- What the task asks -
Below are records; how many of their lines contain "contents"? Reply with the number and no other words.

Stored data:
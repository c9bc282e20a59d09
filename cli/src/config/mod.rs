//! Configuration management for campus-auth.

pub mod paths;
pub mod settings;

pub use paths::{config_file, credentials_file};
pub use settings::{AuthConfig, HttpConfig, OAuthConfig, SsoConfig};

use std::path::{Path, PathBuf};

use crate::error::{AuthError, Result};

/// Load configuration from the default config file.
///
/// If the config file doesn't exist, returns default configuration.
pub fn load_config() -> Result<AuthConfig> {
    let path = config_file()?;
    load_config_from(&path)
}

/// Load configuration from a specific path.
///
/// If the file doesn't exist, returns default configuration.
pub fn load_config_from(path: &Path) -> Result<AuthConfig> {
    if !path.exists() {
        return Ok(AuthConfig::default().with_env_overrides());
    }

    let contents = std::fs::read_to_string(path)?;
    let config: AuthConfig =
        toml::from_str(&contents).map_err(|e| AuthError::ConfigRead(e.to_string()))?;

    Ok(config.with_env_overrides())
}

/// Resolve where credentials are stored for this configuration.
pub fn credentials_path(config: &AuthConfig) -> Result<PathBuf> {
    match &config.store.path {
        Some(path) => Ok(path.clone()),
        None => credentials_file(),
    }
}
--
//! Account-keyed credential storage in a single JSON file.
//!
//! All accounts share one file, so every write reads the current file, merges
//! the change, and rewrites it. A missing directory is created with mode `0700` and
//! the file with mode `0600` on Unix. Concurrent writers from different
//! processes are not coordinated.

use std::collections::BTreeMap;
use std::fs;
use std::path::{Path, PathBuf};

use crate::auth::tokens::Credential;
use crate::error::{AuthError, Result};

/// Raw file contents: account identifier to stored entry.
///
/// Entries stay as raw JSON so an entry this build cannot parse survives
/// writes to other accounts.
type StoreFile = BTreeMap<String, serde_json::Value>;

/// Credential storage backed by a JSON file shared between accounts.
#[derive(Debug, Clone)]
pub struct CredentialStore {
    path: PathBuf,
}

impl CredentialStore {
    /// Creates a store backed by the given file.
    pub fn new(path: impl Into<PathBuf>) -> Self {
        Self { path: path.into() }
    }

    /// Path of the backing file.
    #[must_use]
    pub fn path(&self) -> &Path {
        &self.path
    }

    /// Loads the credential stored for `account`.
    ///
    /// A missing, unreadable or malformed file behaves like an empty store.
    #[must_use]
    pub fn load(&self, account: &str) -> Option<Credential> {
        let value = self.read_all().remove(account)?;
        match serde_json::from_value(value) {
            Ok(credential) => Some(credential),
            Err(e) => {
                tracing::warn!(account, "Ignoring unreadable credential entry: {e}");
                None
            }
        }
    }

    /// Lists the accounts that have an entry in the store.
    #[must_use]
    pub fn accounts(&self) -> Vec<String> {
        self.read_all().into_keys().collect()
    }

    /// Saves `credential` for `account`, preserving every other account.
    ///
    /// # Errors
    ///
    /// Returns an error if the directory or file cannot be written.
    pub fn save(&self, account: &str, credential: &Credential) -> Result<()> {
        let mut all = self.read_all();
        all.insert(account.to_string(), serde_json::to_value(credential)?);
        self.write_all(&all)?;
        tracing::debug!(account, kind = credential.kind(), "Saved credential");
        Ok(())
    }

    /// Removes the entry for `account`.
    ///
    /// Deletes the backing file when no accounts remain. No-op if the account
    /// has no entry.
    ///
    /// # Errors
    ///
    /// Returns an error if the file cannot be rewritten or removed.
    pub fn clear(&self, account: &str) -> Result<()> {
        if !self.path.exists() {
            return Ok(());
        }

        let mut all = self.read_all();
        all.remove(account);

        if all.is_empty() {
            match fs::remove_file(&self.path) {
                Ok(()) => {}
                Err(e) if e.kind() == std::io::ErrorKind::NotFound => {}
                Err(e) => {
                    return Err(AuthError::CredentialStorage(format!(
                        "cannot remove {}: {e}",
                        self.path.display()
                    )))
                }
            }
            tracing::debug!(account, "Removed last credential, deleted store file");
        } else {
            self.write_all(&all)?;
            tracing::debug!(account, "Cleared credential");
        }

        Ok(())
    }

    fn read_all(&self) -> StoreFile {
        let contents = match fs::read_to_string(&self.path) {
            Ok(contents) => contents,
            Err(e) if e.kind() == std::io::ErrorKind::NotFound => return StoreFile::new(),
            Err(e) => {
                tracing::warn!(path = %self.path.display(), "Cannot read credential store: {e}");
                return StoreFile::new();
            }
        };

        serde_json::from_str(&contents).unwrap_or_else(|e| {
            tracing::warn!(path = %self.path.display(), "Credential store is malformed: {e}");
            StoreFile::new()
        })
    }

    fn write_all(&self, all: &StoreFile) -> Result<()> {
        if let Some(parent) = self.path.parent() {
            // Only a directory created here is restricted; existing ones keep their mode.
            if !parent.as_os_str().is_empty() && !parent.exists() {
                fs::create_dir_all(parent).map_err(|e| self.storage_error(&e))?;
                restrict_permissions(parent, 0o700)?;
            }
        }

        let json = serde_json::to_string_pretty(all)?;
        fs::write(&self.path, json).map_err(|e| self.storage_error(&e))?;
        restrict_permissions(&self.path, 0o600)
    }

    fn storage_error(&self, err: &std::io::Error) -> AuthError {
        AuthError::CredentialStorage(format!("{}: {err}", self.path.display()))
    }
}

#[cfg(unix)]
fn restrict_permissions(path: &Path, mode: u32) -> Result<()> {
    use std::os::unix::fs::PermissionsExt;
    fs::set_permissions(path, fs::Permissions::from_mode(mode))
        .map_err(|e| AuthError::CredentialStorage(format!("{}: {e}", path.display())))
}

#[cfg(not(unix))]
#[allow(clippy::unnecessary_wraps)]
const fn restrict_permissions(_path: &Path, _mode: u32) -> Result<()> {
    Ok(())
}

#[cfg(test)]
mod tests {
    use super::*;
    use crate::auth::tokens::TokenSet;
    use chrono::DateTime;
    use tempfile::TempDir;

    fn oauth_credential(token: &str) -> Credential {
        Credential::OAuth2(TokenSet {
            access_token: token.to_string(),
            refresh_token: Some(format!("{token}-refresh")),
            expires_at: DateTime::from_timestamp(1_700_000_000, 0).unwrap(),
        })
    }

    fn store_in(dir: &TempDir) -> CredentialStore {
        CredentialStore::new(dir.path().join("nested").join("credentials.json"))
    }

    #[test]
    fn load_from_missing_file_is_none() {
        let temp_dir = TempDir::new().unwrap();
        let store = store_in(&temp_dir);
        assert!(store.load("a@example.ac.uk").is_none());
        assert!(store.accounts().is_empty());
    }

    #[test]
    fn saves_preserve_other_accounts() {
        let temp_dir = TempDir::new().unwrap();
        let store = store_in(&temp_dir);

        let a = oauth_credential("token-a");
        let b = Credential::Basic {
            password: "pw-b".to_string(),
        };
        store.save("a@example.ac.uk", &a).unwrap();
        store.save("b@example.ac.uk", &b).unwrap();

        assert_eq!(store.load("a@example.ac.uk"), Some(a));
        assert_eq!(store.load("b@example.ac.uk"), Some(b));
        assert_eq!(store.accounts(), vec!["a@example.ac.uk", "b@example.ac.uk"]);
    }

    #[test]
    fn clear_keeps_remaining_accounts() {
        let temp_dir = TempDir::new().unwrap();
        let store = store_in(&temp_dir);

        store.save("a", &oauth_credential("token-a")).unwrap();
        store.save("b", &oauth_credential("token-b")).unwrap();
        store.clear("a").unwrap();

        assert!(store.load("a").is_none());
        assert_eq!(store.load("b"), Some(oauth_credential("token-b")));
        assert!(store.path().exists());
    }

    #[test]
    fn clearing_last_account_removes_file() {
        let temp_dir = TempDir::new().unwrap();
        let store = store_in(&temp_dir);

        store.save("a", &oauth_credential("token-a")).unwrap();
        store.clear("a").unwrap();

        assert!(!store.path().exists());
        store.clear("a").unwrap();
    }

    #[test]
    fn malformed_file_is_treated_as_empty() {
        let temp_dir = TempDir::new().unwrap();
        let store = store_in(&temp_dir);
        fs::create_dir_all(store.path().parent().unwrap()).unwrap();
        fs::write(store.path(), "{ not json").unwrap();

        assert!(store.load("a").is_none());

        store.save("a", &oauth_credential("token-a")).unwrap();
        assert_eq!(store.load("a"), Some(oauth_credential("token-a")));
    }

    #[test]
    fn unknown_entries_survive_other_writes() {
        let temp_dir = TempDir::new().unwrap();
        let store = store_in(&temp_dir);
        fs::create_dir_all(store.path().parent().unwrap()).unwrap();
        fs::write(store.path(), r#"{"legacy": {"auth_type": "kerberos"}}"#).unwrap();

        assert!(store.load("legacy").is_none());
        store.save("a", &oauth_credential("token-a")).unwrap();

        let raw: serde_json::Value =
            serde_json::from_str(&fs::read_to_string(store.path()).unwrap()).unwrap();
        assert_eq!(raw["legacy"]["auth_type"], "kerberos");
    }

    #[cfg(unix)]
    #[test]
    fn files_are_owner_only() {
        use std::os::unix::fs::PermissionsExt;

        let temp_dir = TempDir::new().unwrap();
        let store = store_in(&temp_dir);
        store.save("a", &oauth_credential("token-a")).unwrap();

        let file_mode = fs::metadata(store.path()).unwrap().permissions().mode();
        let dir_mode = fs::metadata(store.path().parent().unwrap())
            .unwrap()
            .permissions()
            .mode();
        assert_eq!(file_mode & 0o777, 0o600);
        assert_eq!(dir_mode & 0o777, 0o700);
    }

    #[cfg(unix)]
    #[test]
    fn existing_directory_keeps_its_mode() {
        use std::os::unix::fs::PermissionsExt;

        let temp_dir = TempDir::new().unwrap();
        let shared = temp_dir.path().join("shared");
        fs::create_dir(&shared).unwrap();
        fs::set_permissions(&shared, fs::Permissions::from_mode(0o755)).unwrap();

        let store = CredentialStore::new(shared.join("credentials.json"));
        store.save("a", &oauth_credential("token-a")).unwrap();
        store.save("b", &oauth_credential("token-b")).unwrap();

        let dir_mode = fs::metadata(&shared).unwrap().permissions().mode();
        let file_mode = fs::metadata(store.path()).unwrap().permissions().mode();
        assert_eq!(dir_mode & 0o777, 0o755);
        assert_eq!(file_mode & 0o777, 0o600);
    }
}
---
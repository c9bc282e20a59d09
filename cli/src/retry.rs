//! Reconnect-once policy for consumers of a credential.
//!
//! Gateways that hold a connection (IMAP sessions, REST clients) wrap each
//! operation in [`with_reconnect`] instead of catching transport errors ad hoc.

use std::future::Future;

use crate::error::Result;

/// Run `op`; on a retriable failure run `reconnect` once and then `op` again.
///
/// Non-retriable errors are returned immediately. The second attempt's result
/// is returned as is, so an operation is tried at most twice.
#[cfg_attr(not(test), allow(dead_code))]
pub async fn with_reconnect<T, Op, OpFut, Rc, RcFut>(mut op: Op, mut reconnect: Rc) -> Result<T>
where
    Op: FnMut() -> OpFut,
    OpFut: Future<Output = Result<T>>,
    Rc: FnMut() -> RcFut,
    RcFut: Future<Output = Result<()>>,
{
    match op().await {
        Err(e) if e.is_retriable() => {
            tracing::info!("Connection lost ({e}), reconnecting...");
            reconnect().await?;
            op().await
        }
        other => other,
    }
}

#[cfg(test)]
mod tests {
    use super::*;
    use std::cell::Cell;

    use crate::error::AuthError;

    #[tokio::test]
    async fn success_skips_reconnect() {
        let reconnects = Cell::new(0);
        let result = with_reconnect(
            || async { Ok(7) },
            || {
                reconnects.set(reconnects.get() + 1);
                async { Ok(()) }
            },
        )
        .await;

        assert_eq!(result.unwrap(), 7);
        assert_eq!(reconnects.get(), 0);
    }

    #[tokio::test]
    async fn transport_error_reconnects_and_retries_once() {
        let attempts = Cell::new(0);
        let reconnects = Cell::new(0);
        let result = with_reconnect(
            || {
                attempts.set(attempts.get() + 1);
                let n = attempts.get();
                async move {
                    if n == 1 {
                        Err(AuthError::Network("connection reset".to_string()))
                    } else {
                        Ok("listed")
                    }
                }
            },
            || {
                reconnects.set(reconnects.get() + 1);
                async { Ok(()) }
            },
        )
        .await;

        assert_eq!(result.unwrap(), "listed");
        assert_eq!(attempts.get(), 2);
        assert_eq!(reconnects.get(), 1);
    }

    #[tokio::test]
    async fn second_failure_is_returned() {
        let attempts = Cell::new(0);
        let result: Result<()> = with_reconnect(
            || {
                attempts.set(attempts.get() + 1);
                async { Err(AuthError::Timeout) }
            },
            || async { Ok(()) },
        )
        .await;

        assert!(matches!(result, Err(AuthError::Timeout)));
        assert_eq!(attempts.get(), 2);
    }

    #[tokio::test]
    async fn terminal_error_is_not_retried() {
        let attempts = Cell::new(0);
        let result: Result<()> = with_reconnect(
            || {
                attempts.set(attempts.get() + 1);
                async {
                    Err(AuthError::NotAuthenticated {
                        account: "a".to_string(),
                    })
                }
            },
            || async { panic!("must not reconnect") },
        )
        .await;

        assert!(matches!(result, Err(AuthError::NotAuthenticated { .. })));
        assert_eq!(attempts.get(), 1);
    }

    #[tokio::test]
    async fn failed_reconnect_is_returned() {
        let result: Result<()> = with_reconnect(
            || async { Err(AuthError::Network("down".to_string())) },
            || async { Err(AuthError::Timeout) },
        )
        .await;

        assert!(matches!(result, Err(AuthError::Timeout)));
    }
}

- Exercise result -
6